I heard mandolin and steel guitar and just enough twang to remind me of my father and string-pickin' uncles and the music I grew up hearing on the radio. Early on cold winter mornings near Lake Michigan, with drifting lake effect snow piling up so high, even the plows couldn’t get through, my father would turn the dial to the country station, and we’d listen to Grand Ole’ Opry musicians—Roy Acuff, Patsy Cline, Flatt and Scruggs. “Rocky Top, you’ll always be home sweet home to me. Good ole’ Rocky Top. Rocky Top Tennessee.”
And when the fiddle would be just right and the banjo would pick to high heaven, my father would pound the kitchen linoleum in a mock clog dancing and talk about how his father used to dance that way, rattling the floor boards of the old front porch. "Make 'em stop, Momma. Make 'em stop!" he'd shout as his sons would play in a way that made his legs and big boots move of their own accord.

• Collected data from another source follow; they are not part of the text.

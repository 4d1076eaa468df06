//! Andamio indexer process
//! Wires the chain-sync client, ingest pipeline, housekeeping and REST API
//! over one pair of stores.

use andamio_common::configuration::IndexerConfig;
#[cfg(unix)]
use andamio_module_chain_sync::NodeUtxoSource;
use andamio_module_chain_sync::{
    resolver::DEFAULT_RECENT_OUTPUTS, BlobUtxoSource, PeerChainSync, PeerConfig, UtxoResolver,
};
use andamio_module_rest_api::ApiState;
use andamio_module_tx_indexer::{IngestPipeline, RelevanceCache};
use andamio_module_tx_store::{
    housekeeping::{self, HousekeepingConfig},
    Database,
};
use anyhow::{Context, Result};
use clap::Parser;
use config::{Config, Environment, File};
use std::{process::ExitCode, sync::Arc, time::Duration};
use tokio::{signal, sync::watch};
use tracing::{error, info, warn};
use tracing_subscriber::EnvFilter;

const DEFAULT_LOG_FILTER: &str = "info,fjall=warn,sqlx=warn";

#[derive(Debug, clap::Parser)]
#[command(version, about = "Indexes Andamio platform transactions from a Cardano node")]
struct Args {
    /// Configuration file; later files override earlier ones
    #[arg(long, value_name = "PATH", default_values_t = vec!["indexer.toml".to_string()])]
    config: Vec<String>,

    /// Open the stores, apply schema migrations and exit
    #[arg(long)]
    migrate_only: bool,
}

/// Built-in defaults, then `files` in order, then `ANDAMIO_*` variables
/// (`ANDAMIO_NETWORK__MAGIC=1` sets `network.magic`)
fn load_config(files: &[String]) -> Result<IndexerConfig> {
    let mut builder = Config::builder();
    for file in files {
        builder = builder.add_source(File::with_name(file));
    }
    let config = builder
        .add_source(
            Environment::with_prefix("ANDAMIO")
                .prefix_separator("_")
                .separator("__")
                .try_parsing(true),
        )
        .build()
        .context("Cannot read configuration")?;
    IndexerConfig::try_load(&config).context("Invalid configuration")
}

async fn shutdown_signal() -> Result<()> {
    #[cfg(unix)]
    {
        let mut terminate = signal::unix::signal(signal::unix::SignalKind::terminate())
            .context("Cannot install SIGTERM handler")?;
        tokio::select! {
            result = signal::ctrl_c() => result.context("Cannot install SIGINT handler")?,
            _ = terminate.recv() => {}
        }
    }
    #[cfg(not(unix))]
    signal::ctrl_c().await.context("Cannot install Ctrl+C handler")?;
    Ok(())
}

async fn run(args: Args) -> Result<()> {
    let config = load_config(&args.config)?;
    let db = Database::open(&config.database.database_dir)
        .await
        .with_context(|| format!("Cannot open stores in {}", config.database.database_dir.display()))?;

    if args.migrate_only {
        info!("Schema is up to date");
        db.close().await?;
        return Ok(());
    }

    let intercept = config.indexer.intercept_point()?;
    let cache = Arc::new(RelevanceCache::load(db.clone(), config.andamio.clone()).await?);

    let mut resolver = UtxoResolver::new(DEFAULT_RECENT_OUTPUTS)
        .with_source(BlobUtxoSource::new(db.blob().clone()));
    match &config.network.node_socket_path {
        #[cfg(unix)]
        Some(socket) => {
            resolver = resolver.with_source(NodeUtxoSource::new(socket, config.network.magic));
        }
        #[cfg(not(unix))]
        Some(_) => warn!("network.nodeSocketPath is only supported on unix"),
        None => warn!("network.nodeSocketPath is not set; inputs the indexer never stored stay unresolved"),
    }
    let source = PeerChainSync::new(PeerConfig::from(&config.network), resolver);
    info!(
        endpoint = %config.network.local_cardano_node_endpoint,
        magic = config.network.magic,
        "Starting indexer"
    );

    let (shutdown_tx, shutdown_rx) = watch::channel(false);

    let pipeline = IngestPipeline::new(
        db.clone(),
        Box::new(source),
        cache.clone(),
        config.indexer.transaction_cache_limit,
        intercept,
    );
    let mut pipeline_task = tokio::spawn(pipeline.run(shutdown_rx.clone()));

    let housekeeping_task = tokio::spawn(housekeeping::run(
        db.clone(),
        HousekeepingConfig {
            interval: Duration::from_secs(config.database.housekeeping_interval_secs.max(1)),
            prune_after_slots: config.database.prune_after_slots,
        },
        shutdown_rx.clone(),
    ));

    let state = ApiState::new(
        db.clone(),
        cache,
        config.api.clone(),
        config.andamio.addresses.clone(),
    );
    let mut api_task = tokio::spawn(andamio_module_rest_api::serve(state, shutdown_rx));

    let mut pipeline_done = None;
    let mut api_done = None;
    tokio::select! {
        signalled = shutdown_signal() => match signalled {
            Ok(()) => info!("Shutdown requested"),
            Err(e) => error!("{e:#}"),
        },
        result = &mut pipeline_task => pipeline_done = Some(result),
        result = &mut api_task => api_done = Some(result),
    }
    let _ = shutdown_tx.send(true);

    let pipeline_result = match pipeline_done {
        Some(result) => result,
        None => pipeline_task.await,
    };
    let api_result = match api_done {
        Some(result) => result,
        None => api_task.await,
    };
    if let Err(e) = housekeeping_task.await {
        warn!("Housekeeping task failed: {e}");
    }

    db.close().await.context("Cannot close stores")?;
    info!("Stores closed");

    pipeline_result.context("Ingest task panicked")?.context("Ingest pipeline failed")?;
    api_result.context("REST task panicked")??;
    Ok(())
}

#[tokio::main]
async fn main() -> ExitCode {
    let filter =
        EnvFilter::try_from_default_env().unwrap_or_else(|_| EnvFilter::new(DEFAULT_LOG_FILTER));
    tracing_subscriber::fmt().with_env_filter(filter).init();

    match run(Args::parse()).await {
        Ok(()) => ExitCode::SUCCESS,
        Err(e) => {
            error!("{e:#}");
            ExitCode::FAILURE
        }
    }
}

#[cfg(test)]
mod tests {
    use super::*;
    use std::io::Write;
    use tempfile::NamedTempFile;

    fn toml_file(contents: &str) -> NamedTempFile {
        let mut file = tempfile::Builder::new().suffix(".toml").tempfile().unwrap();
        file.write_all(contents.as_bytes()).unwrap();
        file
    }

    #[test]
    fn parses_repeated_config_flags() {
        let args = Args::try_parse_from([
            "andamio-indexer",
            "--config",
            "base.toml",
            "--config",
            "local.toml",
            "--migrate-only",
        ])
        .unwrap();
        assert_eq!(args.config, vec!["base.toml", "local.toml"]);
        assert!(args.migrate_only);

        let args = Args::try_parse_from(["andamio-indexer"]).unwrap();
        assert_eq!(args.config, vec!["indexer.toml"]);
    }

    #[test]
    fn later_files_override_earlier_ones() {
        let base = toml_file(
            r#"
            [network]
            magic = 1
            localCardanoNodeEndpoint = "relay-a.example:3001"

            [indexer]
            trancactionCacheLimit = 50
            "#,
        );
        let local = toml_file(
            r#"
            [network]
            localCardanoNodeEndpoint = "relay-b.example:3001"
            "#,
        );
        let files = [&base, &local].map(|f| f.path().to_string_lossy().into_owned());
        let config = load_config(&files).unwrap();
        assert_eq!(config.network.magic, 1);
        assert_eq!(config.network.local_cardano_node_endpoint, "relay-b.example:3001");
        assert_eq!(config.indexer.transaction_cache_limit, 50);
    }

    #[test]
    fn missing_endpoint_is_rejected() {
        let file = toml_file("[network]\nmagic = 2\n");
        let files = [file.path().to_string_lossy().into_owned()];
        assert!(load_config(&files).is_err());
    }
}
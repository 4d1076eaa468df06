//! Read queries over the metadata store.
//!
//! All queries run inside a read-only [`StoreTxn`] so that a multi-statement
//! read never observes a partially committed batch.

use crate::{
    metadata_store::{to_hash, to_i64, to_u64, MetadataStore},
    sql_error,
    txn::StoreTxn,
};
use andamio_common::{
    model::{
        Asset, Datum, IndexerMetrics, Redeemer, SimpleUtxo, Transaction, TransactionInput,
        TransactionOutput, TransactionSummary, Witness,
    },
    DatumHash, IndexerError, IndexerResult, PolicyId, RedeemerTag, TxHash, UtxoRef,
};
use serde::Serialize;
use sqlx::{FromRow, QueryBuilder, Sqlite, SqliteConnection};
use std::collections::BTreeMap;

/// `limit`/`offset` pagination
#[derive(Debug, Clone, Copy, PartialEq, Eq)]
pub struct Page {
    pub limit: u32,
    pub offset: u32,
}

impl Page {
    pub fn new(limit: u32, offset: u32) -> Self {
        Self { limit, offset }
    }
}

/// An output together with its lifecycle state
#[derive(Debug, Clone, PartialEq, Eq, Serialize)]
pub struct UtxoEntry {
    #[serde(flatten)]
    pub output: TransactionOutput,
    pub added_slot: Option<u64>,
    /// Slot of the consuming transaction, if spent
    pub spent_slot: Option<u64>,
}

const TRANSACTION_COLUMNS: &str = "t.tx_hash, t.block_hash, t.block_number, t.slot_number, \
     t.fee, t.ttl, t.metadata, t.withdrawals, t.certificates";

#[derive(FromRow)]
struct TransactionRow {
    tx_hash: Vec<u8>,
    block_hash: Vec<u8>,
    block_number: i64,
    slot_number: i64,
    fee: i64,
    ttl: Option<i64>,
    metadata: Option<Vec<u8>>,
    withdrawals: String,
    certificates: String,
}
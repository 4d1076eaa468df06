pub mod addresses;
pub mod assets;
pub mod chain;
pub mod scripts;
pub mod transactions;
//! Andamio chain sync module
//! Streams decoded chain events from an upstream Cardano node.

use andamio_common::{BlockHash, ChainSyncEvent, IndexerError, IndexerResult, Point};
use async_trait::async_trait;
use pallas::network::miniprotocols::Point as WirePoint;

pub mod backoff;
#[cfg(unix)]
pub mod local_state;
pub mod peer;
pub mod resolver;

pub use backoff::Backoff;
#[cfg(unix)]
pub use local_state::NodeUtxoSource;
pub use peer::{PeerChainSync, PeerConfig};
pub use resolver::{BlobUtxoSource, RecentOutputs, UtxoResolver, UtxoSource};

/// A stream of chain-sync events.
///
/// Implementations reconnect on their own; an error from `next_event` is
/// reported to the caller, which may simply ask again.
#[async_trait]
pub trait ChainSyncSource: Send {
    /// Set the starting point. `None` starts at the current tip.
    async fn intersect(&mut self, start: Option<Point>) -> IndexerResult<()>;

    /// Next event, or `None` once the source is exhausted
    async fn next_event(&mut self) -> IndexerResult<Option<ChainSyncEvent>>;
}

pub fn to_wire_point(point: &Point) -> WirePoint {
    match point {
        Point::Origin => WirePoint::Origin,
        Point::Specific { slot, hash } => WirePoint::Specific(*slot, hash.to_vec()),
    }
}

pub fn from_wire_point(point: &WirePoint) -> IndexerResult<Point> {
    match point {
        WirePoint::Origin => Ok(Point::Origin),
        WirePoint::Specific(slot, hash) => {
            let hash = BlockHash::try_from(hash.as_slice()).map_err(|_| {
                IndexerError::ChainSync(format!("point hash has {} bytes", hash.len()))
            })?;
            Ok(Point::Specific { slot: *slot, hash })
        }
    }
}

#[cfg(test)]
mod tests {
    use super::*;

    #[test]
    fn wire_points_convert_both_ways() {
        let point = Point::Specific {
            slot: 99,
            hash: BlockHash::new([3; 32]),
        };
        assert_eq!(from_wire_point(&to_wire_point(&point)).unwrap(), point);
        assert_eq!(from_wire_point(&WirePoint::Origin).unwrap(), Point::Origin);
    }

    #[test]
    fn rejects_short_wire_hash() {
        let result = from_wire_point(&WirePoint::Specific(1, vec![0; 4]));
        assert!(matches!(result, Err(IndexerError::ChainSync(_))));
    }
}
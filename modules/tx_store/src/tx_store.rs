//! Andamio transaction store
//! Raw encodings in a Fjall blob store, the normalized model in SQLite, and a
//! unified transaction handle spanning both.

use andamio_common::{model::Transaction, IndexerError, IndexerResult, TxHash};
use std::path::{Path, PathBuf};
use tracing::{info, instrument, warn};

pub mod blob_store;
pub mod cursor_store;
pub mod housekeeping;
pub mod metadata_store;
pub mod queries;
pub mod schema;
pub mod txn;

pub use blob_store::{blob_key_tx, blob_key_utxo, BlobStore};
pub use cursor_store::CursorStore;
pub use metadata_store::{MetadataStore, RolledBack};
pub use queries::{Page, UtxoEntry};
pub use txn::{StoreTxn, TxnScope};

const METADATA_FILE: &str = "metadata.sqlite";
const BLOB_DIR: &str = "blob";

pub(crate) fn sql_error(error: sqlx::Error) -> IndexerError {
    if let Some(db_error) = error.as_database_error() {
        if db_error.is_unique_violation()
            || db_error.is_foreign_key_violation()
            || db_error.is_check_violation()
        {
            return IndexerError::Integrity(db_error.message().to_string());
        }
    }
    IndexerError::StoreIo(error.to_string())
}

pub(crate) fn blob_error(error: fjall::Error) -> IndexerError {
    IndexerError::StoreIo(format!("blob store: {error}"))
}

fn create_private_dir(path: &Path) -> IndexerResult<()> {
    let mut builder = std::fs::DirBuilder::new();
    builder.recursive(true);
    #[cfg(unix)]
    {
        use std::os::unix::fs::DirBuilderExt;
        builder.mode(0o700);
    }
    builder
        .create(path)
        .map_err(|e| IndexerError::StoreOpen(format!("cannot create {}: {e}", path.display())))
}

/// Both stores plus the cursor, opened under one directory
#[derive(Clone)]
pub struct Database {
    dir: PathBuf,
    metadata: MetadataStore,
    blob: BlobStore,
    cursor: CursorStore,
}

impl Database {
    #[instrument(skip_all, fields(dir = %dir.display()))]
    pub async fn open(dir: &Path) -> IndexerResult<Self> {
        create_private_dir(dir)?;
        let metadata = MetadataStore::open(&dir.join(METADATA_FILE)).await?;
        let blob = BlobStore::open(&dir.join(BLOB_DIR))?;
        let cursor = CursorStore::new(blob.clone());
        info!("Database open");
        Ok(Self {
            dir: dir.to_path_buf(),
            metadata,
            blob,
            cursor,
        })
    }

    pub fn dir(&self) -> &Path {
        &self.dir
    }

    pub fn metadata(&self) -> &MetadataStore {
        &self.metadata
    }

    pub fn blob(&self) -> &BlobStore {
        &self.blob
    }

    pub fn cursor(&self) -> &CursorStore {
        &self.cursor
    }

    /// Start a unified transaction over the stores named by `scope`
    pub async fn begin(&self, scope: TxnScope, read_write: bool) -> IndexerResult<StoreTxn> {
        let metadata = match scope.has_metadata() {
            true => Some(self.metadata.begin_raw().await?),
            false => None,
        };
        let blob = scope.has_blob().then(|| self.blob.batch());
        Ok(StoreTxn::new(scope, read_write, metadata, blob))
    }

    /// Read-only metadata handle for queries
    pub async fn read(&self) -> IndexerResult<StoreTxn> {
        self.begin(TxnScope::MetadataOnly, false).await
    }

    /// Write the metadata rows and the raw transaction, output and input
    /// encodings. An input's encoding is only written when its output's is
    /// not already stored.
    pub async fn persist_transaction(
        &self,
        txn: Option<&mut StoreTxn>,
        tx: &Transaction,
    ) -> IndexerResult<()> {
        match txn {
            Some(txn) => self.persist_into(txn, tx).await,
            None => {
                let mut txn = self.begin(TxnScope::Full, true).await?;
                self.persist_into(&mut txn, tx).await?;
                txn.commit().await
            }
        }
    }

    async fn persist_into(&self, txn: &mut StoreTxn, tx: &Transaction) -> IndexerResult<()> {
        self.metadata.persist_transaction(Some(txn), tx).await?;
        if !tx.cbor.is_empty() {
            self.blob.set(Some(txn), &blob_key_tx(&tx.tx_hash), &tx.cbor)?;
        }
        for output in tx.outputs.iter().filter(|o| !o.cbor.is_empty()) {
            self.blob.set(
                Some(txn),
                &blob_key_utxo(&output.utxo_id, output.utxo_index),
                &output.cbor,
            )?;
        }
        for input in tx.inputs.iter().filter(|i| !i.cbor.is_empty()) {
            let key = blob_key_utxo(&input.utxo_id, input.utxo_index);
            if !self.blob.contains(&key)? {
                self.blob.set(Some(txn), &key, &input.cbor)?;
            }
        }
        Ok(())
    }

    /// The full transaction aggregate with the raw encodings of the
    /// transaction and of every input and output that still has one
    pub async fn transaction(
        &self,
        txn: &mut StoreTxn,
        tx_hash: &TxHash,
    ) -> IndexerResult<Option<Transaction>> {
        let Some(mut tx) = self.metadata.transaction(txn, tx_hash).await? else {
            return Ok(None);
        };
        tx.cbor = self.blob.get(&blob_key_tx(tx_hash))?.unwrap_or_default();
        for input in &mut tx.inputs {
            input.cbor = self
                .blob
                .get(&blob_key_utxo(&input.utxo_id, input.utxo_index))?
                .unwrap_or_default();
        }
        for output in &mut tx.outputs {
            output.cbor = self
                .blob
                .get(&blob_key_utxo(&output.utxo_id, output.utxo_index))?
                .unwrap_or_default();
        }
        Ok(Some(tx))
    }

    /// Remove everything created after `slot` and revive outputs spent after it.
    /// Blobs of the removed transactions and outputs go in the same handle.
    pub async fn rollback_to(&self, txn: &mut StoreTxn, slot: u64) -> IndexerResult<RolledBack> {
        let removed = self.metadata.utxos_delete_rolledback(Some(txn), slot).await?;
        let revived = self.metadata.utxos_unspend(Some(txn), slot).await?;
        let keys = removed
            .tx_hashes
            .iter()
            .map(blob_key_tx)
            .chain(removed.utxos.iter().map(|u| blob_key_utxo(&u.tx_hash, u.index)));
        for key in keys {
            // Orphaned blobs only cost space; the metadata delete stands
            if let Err(e) = self.blob.delete(Some(txn), &key) {
                warn!(key = %hex::encode(&key), "Blob delete failed: {e}");
            }
        }
        info!(
            slot,
            transactions = removed.tx_hashes.len(),
            utxos = removed.utxos.len(),
            revived,
            "Rolled back store"
        );
        Ok(removed)
    }

    /// Close the metadata pool, then flush the blob journal
    pub async fn close(&self) -> IndexerResult<()> {
        self.metadata.close().await;
        self.blob.persist()
    }
}

#[cfg(test)]
mod tests;
//! Periodic pruning of consumed UTxOs and store compaction

use crate::{blob_key_utxo, txn::TxnScope, Database};
use andamio_common::IndexerResult;
use std::time::Duration;
use tokio::sync::watch;
use tracing::{debug, info, warn};

#[derive(Debug, Clone, Copy)]
pub struct HousekeepingConfig {
    pub interval: Duration,
    /// Consumed outputs older than this many slots behind the cursor are pruned
    pub prune_after_slots: u64,
}

/// Prune lifecycle rows and raw encodings of outputs consumed before
/// `cursor - prune_after_slots`. Returns the number of pruned outputs.
pub async fn prune_consumed(db: &Database, prune_after_slots: u64) -> IndexerResult<usize> {
    let Some(cursor) = db.cursor().get()? else {
        return Ok(0);
    };
    let before_slot = cursor.slot_number.saturating_sub(prune_after_slots);
    if before_slot == 0 {
        return Ok(0);
    }

    let mut txn = db.begin(TxnScope::Full, true).await?;
    let pruned = db.metadata().utxos_delete_consumed(Some(&mut txn), before_slot).await?;
    for utxo in &pruned {
        db.blob().delete(Some(&mut txn), &blob_key_utxo(&utxo.tx_hash, utxo.index))?;
    }
    txn.commit().await?;
    Ok(pruned.len())
}

/// Run until `shutdown` flips to true
pub async fn run(db: Database, config: HousekeepingConfig, mut shutdown: watch::Receiver<bool>) {
    let mut interval = tokio::time::interval(config.interval);
    // The first tick completes immediately
    interval.tick().await;

    loop {
        tokio::select! {
            _ = interval.tick() => {
                match prune_consumed(&db, config.prune_after_slots).await {
                    Ok(0) => debug!("Housekeeping: nothing to prune"),
                    Ok(pruned) => info!(pruned, "Housekeeping pruned consumed UTxOs"),
                    Err(e) => warn!("Housekeeping prune failed: {e}"),
                }
                if let Err(e) = db.metadata().compact().await {
                    warn!("Housekeeping compaction failed: {e}");
                }
            }
            changed = shutdown.changed() => {
                if changed.is_err() || *shutdown.borrow() {
                    debug!("Housekeeping stopped");
                    return;
                }
            }
        }
    }
}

I am, in general, not a country music fan, but this concert always takes me back to some of my fondest memories, and for as long as the performance lasts, I am committed to the experience one hundred percent. And the tiny bit of me that is a southern country girl, the smidgen that stays well hidden, steps out just enough so that I can't keep from doing a little toe tapping myself, a hat-tip to my ancestors whose feet moved with minds of their own.
Yesterday, Husband and I hosted a lunch for the Nashville people and some others—Conductor Eric and members of the board—and I discovered that one of the singers, Red Marlow, is from a town very near where I was born. He was raised in Rogersville, Alabama not far from Trinity where I spent the first two years of my life and where I visited every summer until I was 20 or so. In fact, we were familiar with some of the same places I recalled from my childhood, and it did my heart good to be reminisce with someone who knows Trinity—as I recall, it wasn't much more than some cock fighting rooster tents, a Piggly Wiggly, cotton fields and the best catfish along the Mighty Tennessee.
So, it has been a Philharmonic season for the books, not one we’ll look back to as our peak but one we can reference as a turning point, I think. And how sweet that it ended with nostalgia for me personally, blended with hope for an even greater year to follow.